“sonra, sabık işaretlerdeki hakikat inkişaf etti, karanlıklı çok noktaları aydınlattı. o nur ile, lillâhilhamd, hem kur'ân-ı hakîmin azîm tergibat ve teşvikatı tam yerinde olduğunu; hem ehl-i imanın desâis-i şeytaniyeye kapılmaları imansızlıktan ve imanın zayıflığından olmadığını; hem günah-ı kebâiri işleyen küfre girmediğini; hem mutezile mezhebi ve bir kısım hariciye mezhebi "günah-ı kebâiri irtikâp eden kâfir olur veya imân ve küfür ortasında kalır" diye hükümlerinde hata ettiklerini; hem benim o biçare arkadaşım da yüz ders-i hakikati bir herifin iltifatına feda etmesi, düşündüğüm gibi çok sukut ve dehşetli alçaklık olmadığını anladım, cenâb-ı hakka şükrettim, o vartadan kurtuldum.” (lemalar | on üçüncü lem´a | 78)

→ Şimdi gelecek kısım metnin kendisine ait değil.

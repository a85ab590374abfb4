//! Events delivered to the scanner's owner

use tokio::sync::mpsc;

use crate::error::ScanError;
use crate::frame::Snapshot;

/// A decoded payload, optionally with the frame it came from.
#[derive(Debug, Clone, PartialEq, Eq)]
pub struct ScanResult {
    pub content: String,
    /// Present when `capture_image` is enabled
    pub image: Option<Snapshot>,
}

#[derive(Debug, Clone, PartialEq, Eq)]
pub enum ScanEvent {
    /// A new (non-duplicate) payload was decoded
    Scan(ScanResult),
    /// Scanning became active
    Active,
    /// Scanning stopped being active (also sent once at construction)
    Inactive,
    /// Something went wrong; the state machine is still consistent
    Error(ScanError),
}

/// Receiving end of a scanner's events.
pub type EventReceiver = mpsc::UnboundedReceiver<ScanEvent>;

/// Sending side used by the controller. Delivery never blocks, so an
/// emission can never stall the tick that produced it.
#[derive(Debug, Clone)]
pub(crate) struct EventSender {
    tx: mpsc::UnboundedSender<ScanEvent>,
}

impl EventSender {
    pub(crate) fn channel() -> (Self, EventReceiver) {
        let (tx, rx) = mpsc::unbounded_channel();
        (Self { tx }, rx)
    }

    pub(crate) fn emit(&self, event: ScanEvent) {
        // Nobody listening is not an error for the scanner.
        let _ = self.tx.send(event);
    }
}
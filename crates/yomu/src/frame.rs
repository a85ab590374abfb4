//! Pixel buffer types shared by frame sources, decoders, and snapshots

use bytes::Bytes;
use serde::{Deserialize, Serialize};

/// Bytes per RGBA8 pixel.
pub const BYTES_PER_PIXEL: usize = 4;

/// Width and height of a capture buffer, in pixels.
#[derive(Debug, Clone, Copy, PartialEq, Eq, Hash, Serialize, Deserialize)]
pub struct Geometry {
    pub width: u32,
    pub height: u32,
}

impl Geometry {
    /// Create a geometry from raw dimensions
    pub fn new(width: u32, height: u32) -> Self {
        Self { width, height }
    }

    /// A geometry is usable once both dimensions are known.
    ///
    /// Frame sources report `0x0` until their first frame has arrived.
    pub fn is_known(&self) -> bool {
        self.width > 0 && self.height > 0
    }

    /// Number of pixels covered
    pub fn pixel_count(&self) -> usize {
        self.width as usize * self.height as usize
    }

    /// Size in bytes of an RGBA8 buffer with this geometry
    pub fn byte_len(&self) -> usize {
        self.pixel_count() * BYTES_PER_PIXEL
    }
}

impl std::fmt::Display for Geometry {
    fn fmt(&self, f: &mut std::fmt::Formatter<'_>) -> std::fmt::Result {
        write!(f, "{}x{}", self.width, self.height)
    }
}

/// Caller-owned RGBA8 buffer that frame sources render into.
///
/// Allocated once per capture session, when the first usable frame
/// establishes the geometry, and reused for every later attempt.
#[derive(Debug, Clone)]
pub struct PixelBuffer {
    geometry: Geometry,
    data: Vec<u8>,
}

impl PixelBuffer {
    /// Allocate a zeroed buffer
    pub fn new(geometry: Geometry) -> Self {
        Self {
            geometry,
            data: vec![0; geometry.byte_len()],
        }
    }

    pub fn geometry(&self) -> Geometry {
        self.geometry
    }

    pub fn width(&self) -> u32 {
        self.geometry.width
    }

    pub fn height(&self) -> u32 {
        self.geometry.height
    }

    /// Raw RGBA8 bytes, row-major, no padding
    pub fn as_bytes(&self) -> &[u8] {
        &self.data
    }

    /// Mutable access for frame sources rendering into the buffer
    pub fn as_bytes_mut(&mut self) -> &mut [u8] {
        &mut self.data
    }

    /// RGBA value at `(x, y)`, or `None` outside the buffer
    pub fn pixel(&self, x: u32, y: u32) -> Option<[u8; 4]> {
        if x >= self.geometry.width || y >= self.geometry.height {
            return None;
        }
        let offset = (y as usize * self.geometry.width as usize + x as usize) * BYTES_PER_PIXEL;
        let px = &self.data[offset..offset + BYTES_PER_PIXEL];
        Some([px[0], px[1], px[2], px[3]])
    }

    /// Rec. 601 luma of the pixel at `(x, y)`; 0 outside the buffer
    pub fn luma(&self, x: u32, y: u32) -> u8 {
        match self.pixel(x, y) {
            Some([r, g, b, _]) => {
                ((299 * r as u32 + 587 * g as u32 + 114 * b as u32) / 1000) as u8
            }
            None => 0,
        }
    }

    /// Copy the current contents into an immutable snapshot
    pub fn snapshot(&self) -> Snapshot {
        Snapshot {
            geometry: self.geometry,
            pixels: Bytes::copy_from_slice(&self.data),
        }
    }
}

/// Frozen copy of the frame a result was decoded from.
///
/// Raw RGBA8; encoding to an image format is left to the consumer.
#[derive(Debug, Clone, PartialEq, Eq)]
pub struct Snapshot {
    pub geometry: Geometry,
    pub pixels: Bytes,
}
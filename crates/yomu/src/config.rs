//! Scanner configuration

use serde::{Deserialize, Serialize};
use std::time::Duration;

use crate::error::{Result, ScanError};

/// Options recognised by [`Scanner`](crate::Scanner).
#[derive(Debug, Clone, PartialEq, Eq, Serialize, Deserialize)]
#[serde(default)]
pub struct ScannerConfig {
    /// Scheduling ticks between scan attempts (must be at least 1)
    pub scan_period: u32,
    /// How long an emitted payload is suppressed from being reported again
    #[serde(rename = "refractory_period_ms", with = "millis")]
    pub refractory_period: Duration,
    /// Attach a snapshot of the frame to each emitted result
    pub capture_image: bool,
    /// Keep scanning (and allow activation) while the host is hidden
    pub background_scan: bool,
    /// Scan on every eligible tick; when false only `scan_now` decodes
    pub continuous: bool,
    /// Mirror the preview when rendering the video surface
    pub mirror: bool,
}

impl Default for ScannerConfig {
    fn default() -> Self {
        Self {
            scan_period: 1,
            refractory_period: Duration::from_millis(5000),
            capture_image: false,
            background_scan: false,
            continuous: true,
            mirror: true,
        }
    }
}

impl ScannerConfig {
    pub fn new() -> Self {
        Self::default()
    }

    /// Reject values the capture loop cannot run with.
    pub fn validate(&self) -> Result<()> {
        if self.scan_period == 0 {
            return Err(ScanError::InvalidConfig(
                "scan_period must be a positive number of ticks".into(),
            ));
        }
        Ok(())
    }
}

mod millis {
    use serde::{Deserialize, Deserializer, Serializer};
    use std::time::Duration;

    pub fn serialize<S: Serializer>(d: &Duration, s: S) -> Result<S::Ok, S::Error> {
        s.serialize_u64(d.as_millis() as u64)
    }

    pub fn deserialize<'de, D: Deserializer<'de>>(d: D) -> Result<Duration, D::Error> {
        u64::deserialize(d).map(Duration::from_millis)
    }
}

yani üstad, bırakın yalanı, “... hem günah-ı kebâiri işleyen küfre girmediğini; hem mutezile mezhebi ve bir kısım hariciye mezhebi "günah-ı kebâiri irtikâp eden kâfir olur veya imân ve küfür ortasında kalır" diye hükümlerinde hata ettiklerini;... ” ifade etmiş. ne imiş efendiler; günah-ı kebâiri işleyen dahi küfre girmiyormuş.
şimdi hoca çıkmış; “yalan, küfre eşit bir günahtır" diyor. bu söz doğru ise, nerdeyse küfre bulaşmayan kimse kalmamıştır. soruyorum size yalan sözlemeyen var mı aranızda? bu sözü ile ilgili hocayı eleştirmek hakkımızdır. hocanın bu sözü sarfetmediğini ummak istiyoruz. inşaallah montajdır. ancak hoca bu sözü söyledi ise;
kibarca söylenirse hoca bu sözü ile ; “ehl-i sünnet ve'l-cemaat” in dışına çıkmıştır.
sert bir şekilde söylersek hoca bu sözü ile; “dalalet” e düşmüştür.